La distopía dentro de la que estamos, permanentemente es un dolor para la humanidad. Es el camino del revés, que lamentable, tristemente estamos transitando. Aunque me sirve pensar más lindo, pensar con Galeano para qué sirve la utopía.
Pensar en los que buscan la utopía, los que involucran con ella, los que avanzan en la construcción. Los hay, en un abanico muy variado. Los consabidos y los otros.
En estas reflexiones propongo sobrevolar por dos personajes muy admirados. Por caso, Ástor Pantaleón Piazzola, quien en sí mismo es una utopía, la del hombre que camina en la dirección de sus sueños. La del hombre que enfrenta a todos los adversarios que le salen al cruce por sus convicciones. Es un tipo que luchó contra los enemigos, contra los envidiosos y contra los ignorantes, que componen un ejército muy pesado. Particularmente los ignorantes y los críticos que intentaron destruirlo. Y también contra el conservadurismo de la época: es que las utopías van hacia márgenes de libertad mucho más amplios. No sé si Ástor estaba consciente de que estaba tratando de cumplir una utopía. Pero él en sí mismo es la utopía de todos los hombres que quieren ser más libres y romper las cadenas que nos maniatan a nuestra limitación, nuestra mediocridad o nuestros miedos.
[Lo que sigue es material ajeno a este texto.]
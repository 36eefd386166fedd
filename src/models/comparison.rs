use rusqlite::{params, Connection, Row};
use serde::{Deserialize, Serialize};

#[derive(Debug, Clone, Serialize, Deserialize)]
#[serde(rename_all = "camelCase")]
pub struct ComparisonResult {
    pub id: i64,
    pub source_folder_id: String,
    pub source_folder_name: String,
    pub target_folder_id: String,
    pub target_folder_name: String,
    pub source_file_count: i64,
    pub source_total_size: i64,
    pub target_file_count: i64,
    pub target_total_size: i64,
    pub duplicate_file_ids: Vec<String>,
    pub duplication_percent: f64,
    pub target_fully_duplicated: bool,
    pub created_at: String,
}

#[derive(Debug, Clone)]
pub struct NewComparisonResult {
    pub source_folder_id: String,
    pub source_folder_name: String,
    pub target_folder_id: String,
    pub target_folder_name: String,
    pub source_file_count: i64,
    pub source_total_size: i64,
    pub target_file_count: i64,
    pub target_total_size: i64,
    pub duplicate_file_ids: Vec<String>,
}

impl NewComparisonResult {
    pub fn duplication_percent(&self) -> f64 {
        if self.target_file_count == 0 {
            return 0.0;
        }
        (self.duplicate_file_ids.len() as f64 / self.target_file_count as f64) * 100.0
    }
}

fn row_to_result(row: &Row) -> rusqlite::Result<ComparisonResult> {
    let ids_json: String = row.get("duplicate_file_ids")?;
    Ok(ComparisonResult {
        id: row.get("id")?,
        source_folder_id: row.get("source_folder_id")?,
        source_folder_name: row.get("source_folder_name")?,
        target_folder_id: row.get("target_folder_id")?,
        target_folder_name: row.get("target_folder_name")?,
        source_file_count: row.get("source_file_count")?,
        source_total_size: row.get("source_total_size")?,
        target_file_count: row.get("target_file_count")?,
        target_total_size: row.get("target_total_size")?,
        duplicate_file_ids: serde_json::from_str(&ids_json).unwrap_or_default(),
        duplication_percent: row.get("duplication_percent")?,
        target_fully_duplicated: row.get::<_, i64>("target_fully_duplicated")? != 0,
        created_at: row.get("created_at")?,
    })
}

/// Save a result for a folder pair; the pair carries a unique
/// constraint, so re-running a comparison updates in place.
pub fn save(conn: &Connection, data: &NewComparisonResult) -> anyhow::Result<ComparisonResult> {
    if data.source_folder_id == data.target_folder_id {
        anyhow::bail!("source and target folders must be distinct");
    }
    let percent = data.duplication_percent();
    let fully = (percent - 100.0).abs() < f64::EPSILON && data.target_file_count > 0;
    let ids_json = serde_json::to_string(&data.duplicate_file_ids)?;

    conn.execute(
        "INSERT INTO comparison_results
           (source_folder_id, source_folder_name, target_folder_id, target_folder_name,
            source_file_count, source_total_size, target_file_count, target_total_size,
            duplicate_file_ids, duplication_percent, target_fully_duplicated, created_at)
         VALUES (?1, ?2, ?3, ?4, ?5, ?6, ?7, ?8, ?9, ?10, ?11, datetime('now'))
         ON CONFLICT(source_folder_id, target_folder_id) DO UPDATE SET
           source_folder_name = excluded.source_folder_name,
           target_folder_name = excluded.target_folder_name,
           source_file_count = excluded.source_file_count,
           source_total_size = excluded.source_total_size,
           target_file_count = excluded.target_file_count,
           target_total_size = excluded.target_total_size,
           duplicate_file_ids = excluded.duplicate_file_ids,
           duplication_percent = excluded.duplication_percent,
           target_fully_duplicated = excluded.target_fully_duplicated,
           created_at = excluded.created_at",
        params![
            data.source_folder_id,
            data.source_folder_name,
            data.target_folder_id,
            data.target_folder_name,
            data.source_file_count,
            data.source_total_size,
            data.target_file_count,
            data.target_total_size,
            ids_json,
            percent,
            fully as i64,
        ],
    )?;

    find_by_pair(conn, &data.source_folder_id, &data.target_folder_id)?
        .ok_or_else(|| anyhow::anyhow!("Failed to retrieve saved comparison result"))
}

pub fn find_by_pair(
    conn: &Connection,
    source_folder_id: &str,
    target_folder_id: &str,
) -> anyhow::Result<Option<ComparisonResult>> {
    let mut stmt = conn.prepare(
        "SELECT * FROM comparison_results WHERE source_folder_id = ? AND target_folder_id = ?",
    )?;
    let mut rows = stmt.query_map(params![source_folder_id, target_folder_id], |row| {
        row_to_result(row)
    })?;
    Ok(rows.next().and_then(|r| r.ok()))
}

pub fn find_recent(conn: &Connection, limit: i64) -> anyhow::Result<Vec<ComparisonResult>> {
    let mut stmt =
        conn.prepare("SELECT * FROM comparison_results ORDER BY created_at DESC, id DESC LIMIT ?")?;
    let rows = stmt.query_map(params![limit], |row| row_to_result(row))?;
    Ok(rows.filter_map(|r| r.ok()).collect())
}

pub fn delete(conn: &Connection, id: i64) -> anyhow::Result<bool> {
    let changes = conn.execute("DELETE FROM comparison_results WHERE id = ?", params![id])?;
    Ok(changes > 0)
}

#[cfg(test)]
mod tests {
    use super::*;
    use crate::db::migrate::test_pool;

    fn sample(duplicates: usize, target_count: i64) -> NewComparisonResult {
        NewComparisonResult {
            source_folder_id: "src".into(),
            source_folder_name: "Source".into(),
            target_folder_id: "dst".into(),
            target_folder_name: "Target".into(),
            source_file_count: 3,
            source_total_size: 3000,
            target_file_count: target_count,
            target_total_size: 3000,
            duplicate_file_ids: (0..duplicates).map(|i| format!("t{}", i)).collect(),
        }
    }

    #[test]
    fn test_percentage_and_flag() -> anyhow::Result<()> {
        let pool = test_pool();
        let conn = pool.get()?;

        let full = save(&conn, &sample(3, 3))?;
        assert_eq!(full.duplication_percent, 100.0);
        assert!(full.target_fully_duplicated);

        let partial = save(&conn, &sample(1, 4))?;
        assert_eq!(partial.duplication_percent, 25.0);
        assert!(!partial.target_fully_duplicated);
        assert!(partial.duplication_percent >= 0.0 && partial.duplication_percent <= 100.0);
        Ok(())
    }

    #[test]
    fn test_same_pair_updates_in_place() -> anyhow::Result<()> {
        let pool = test_pool();
        let conn = pool.get()?;

        let first = save(&conn, &sample(1, 4))?;
        let second = save(&conn, &sample(2, 4))?;
        assert_eq!(first.id, second.id);

        let count: i64 =
            conn.query_row("SELECT COUNT(*) FROM comparison_results", [], |r| r.get(0))?;
        assert_eq!(count, 1);
        Ok(())
    }

    #[test]
    fn test_rejects_identical_folders() {
        let pool = test_pool();
        let conn = pool.get().unwrap();

        let mut data = sample(0, 0);
        data.target_folder_id = data.source_folder_id.clone();
        assert!(save(&conn, &data).is_err());
    }

    #[test]
    fn test_empty_target_is_zero_percent() -> anyhow::Result<()> {
        let pool = test_pool();
        let conn = pool.get()?;

        let r = save(&conn, &sample(0, 0))?;
        assert_eq!(r.duplication_percent, 0.0);
        assert!(!r.target_fully_duplicated);
        Ok(())
    }
}
//! In-memory provider used by engine tests. Supports failure
//! injection for listing pages and downloads to exercise retry and
//! resume paths.

use crate::storage::{
    ByteStream, FilePage, RemoteFile, StorageError, StorageProvider, FOLDER_MIME, ROOT_FOLDER_ID,
};
use bytes::Bytes;
use std::collections::{BTreeMap, HashMap};
use std::sync::Mutex;

#[derive(Default)]
struct MockState {
    items: BTreeMap<String, RemoteFile>,
    contents: HashMap<String, Vec<u8>>,
    deleted: Vec<String>,
    // List calls (1-based, counted across retries) that return a 503
    fail_list_calls: std::collections::HashSet<usize>,
    list_calls: usize,
    // Per-file count of transient download failures still to serve
    download_failures: HashMap<String, u32>,
}

#[derive(Default)]
pub struct MockProvider {
    state: Mutex<MockState>,
}

impl MockProvider {
    pub fn new() -> Self {
        Self::default()
    }

    pub fn add_file(&self, id: &str, name: &str, parent: &str, content: &[u8]) {
        let mut state = self.state.lock().unwrap();
        state.items.insert(
            id.to_string(),
            RemoteFile {
                id: id.to_string(),
                name: name.to_string(),
                size: content.len() as i64,
                mime_type: "application/octet-stream".into(),
                modified_time: "2024-01-01T00:00:00Z".into(),
                parents: vec![parent.to_string()],
                web_view_link: format!("https://example.com/view/{}", id),
            },
        );
        state.contents.insert(id.to_string(), content.to_vec());
    }

    pub fn add_folder(&self, id: &str, name: &str, parent: &str) {
        let mut state = self.state.lock().unwrap();
        state.items.insert(
            id.to_string(),
            RemoteFile {
                id: id.to_string(),
                name: name.to_string(),
                size: 0,
                mime_type: FOLDER_MIME.into(),
                modified_time: "2024-01-01T00:00:00Z".into(),
                parents: vec![parent.to_string()],
                web_view_link: String::new(),
            },
        );
    }

    pub fn fail_list_calls(&self, calls: &[usize]) {
        self.state
            .lock()
            .unwrap()
            .fail_list_calls
            .extend(calls.iter().copied());
    }

    pub fn fail_downloads(&self, id: &str, times: u32) {
        self.state
            .lock()
            .unwrap()
            .download_failures
            .insert(id.to_string(), times);
    }

    pub fn contains(&self, id: &str) -> bool {
        self.state.lock().unwrap().items.contains_key(id)
    }

    pub fn deleted_ids(&self) -> Vec<String> {
        self.state.lock().unwrap().deleted.clone()
    }

    pub fn item_count(&self) -> usize {
        self.state.lock().unwrap().items.len()
    }

    fn paginate(
        state: &mut MockState,
        matching: Vec<RemoteFile>,
        page_token: Option<String>,
        page_size: usize,
    ) -> Result<FilePage, StorageError> {
        state.list_calls += 1;
        if state.fail_list_calls.contains(&state.list_calls) {
            return Err(StorageError::Server(503));
        }

        let offset: usize = page_token
            .as_deref()
            .and_then(|t| t.strip_prefix("offset:"))
            .and_then(|t| t.parse().ok())
            .unwrap_or(0);
        let files: Vec<RemoteFile> = matching.iter().skip(offset).take(page_size).cloned().collect();
        let next = offset + files.len();
        let next_page_token = if next < matching.len() {
            Some(format!("offset:{}", next))
        } else {
            None
        };
        Ok(FilePage {
            files,
            next_page_token,
        })
    }
}

#[async_trait::async_trait]
impl StorageProvider for MockProvider {
    async fn list_all(
        &self,
        page_token: Option<String>,
        page_size: usize,
    ) -> Result<FilePage, StorageError> {
        let mut state = self.state.lock().unwrap();
        let all: Vec<RemoteFile> = state.items.values().cloned().collect();
        Self::paginate(&mut state, all, page_token, page_size)
    }

    async fn list_children(
        &self,
        folder_id: &str,
        page_token: Option<String>,
        page_size: usize,
    ) -> Result<FilePage, StorageError> {
        let mut state = self.state.lock().unwrap();
        let children: Vec<RemoteFile> = state
            .items
            .values()
            .filter(|f| f.parents.iter().any(|p| p == folder_id))
            .cloned()
            .collect();
        Self::paginate(&mut state, children, page_token, page_size)
    }

    async fn get_file(&self, id: &str) -> Result<RemoteFile, StorageError> {
        self.state
            .lock()
            .unwrap()
            .items
            .get(id)
            .cloned()
            .ok_or_else(|| StorageError::NotFound(id.to_string()))
    }

    async fn get_folder(&self, id: &str) -> Result<RemoteFile, StorageError> {
        if id == ROOT_FOLDER_ID {
            return Ok(RemoteFile {
                id: ROOT_FOLDER_ID.into(),
                name: "My Drive".into(),
                size: 0,
                mime_type: FOLDER_MIME.into(),
                modified_time: String::new(),
                parents: Vec::new(),
                web_view_link: String::new(),
            });
        }
        self.get_file(id).await
    }

    async fn download(&self, id: &str) -> Result<ByteStream, StorageError> {
        let content = {
            let mut state = self.state.lock().unwrap();
            if let Some(remaining) = state.download_failures.get_mut(id) {
                if *remaining > 0 {
                    *remaining -= 1;
                    return Err(StorageError::Network("connection reset".into()));
                }
            }
            state
                .contents
                .get(id)
                .cloned()
                .ok_or_else(|| StorageError::NotFound(id.to_string()))?
        };
        // Deliver in small chunks so streaming consumers see several reads
        let chunks: Vec<Result<Bytes, StorageError>> = content
            .chunks(4)
            .map(|c| Ok(Bytes::copy_from_slice(c)))
            .collect();
        Ok(Box::pin(futures_util::stream::iter(chunks)))
    }

    async fn delete_file(&self, id: &str) -> Result<(), StorageError> {
        let mut state = self.state.lock().unwrap();
        if state.items.remove(id).is_none() {
            return Err(StorageError::NotFound(id.to_string()));
        }
        state.contents.remove(id);
        state.deleted.push(id.to_string());
        Ok(())
    }

    async fn delete_folder(&self, id: &str) -> Result<(), StorageError> {
        self.delete_file(id).await
    }

    async fn folder_path(&self, folder_id: &str) -> Result<String, StorageError> {
        let state = self.state.lock().unwrap();
        let mut segments = Vec::new();
        let mut current = folder_id.to_string();
        for _ in 0..64 {
            if current == ROOT_FOLDER_ID {
                break;
            }
            match state.items.get(&current) {
                Some(item) => {
                    segments.push(item.name.clone());
                    match item.parents.first() {
                        Some(p) => current = p.clone(),
                        None => break,
                    }
                }
                None => return Err(StorageError::NotFound(current)),
            }
        }
        segments.reverse();
        Ok(format!("/{}", segments.join("/")))
    }
}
El doctor René Favaloro, por su lado, fue un hombre que empujó la utopía hacia salir del neoliberalismo, es decir apuntó su generoso esfuerzo hacia un mundo mejor, más justo. En el que estar enfermo, no sea un problema mínimo para algunos y un peligro de muerte para otros, porque esa es la distancia que hay entre los que pueden tener la salud bien cuidada y los que están a la buena de Dios. Favaloro cumplió permanentemente con esa utopía mientras que la distopía era representada por los chantas, los corruptos, los desalmados que lo enfrentaron, los que lo enloquecieron al no pagarle lo que correspondía, los que lo chantajearon y lo pusieron contra la pared. Los que lo empujaron a quitarse la vida, cuando su intención era salvar a su empresa, que significaba salvar a mucha gente que estaba indefensa en caso de no tener a gente como Favaloro.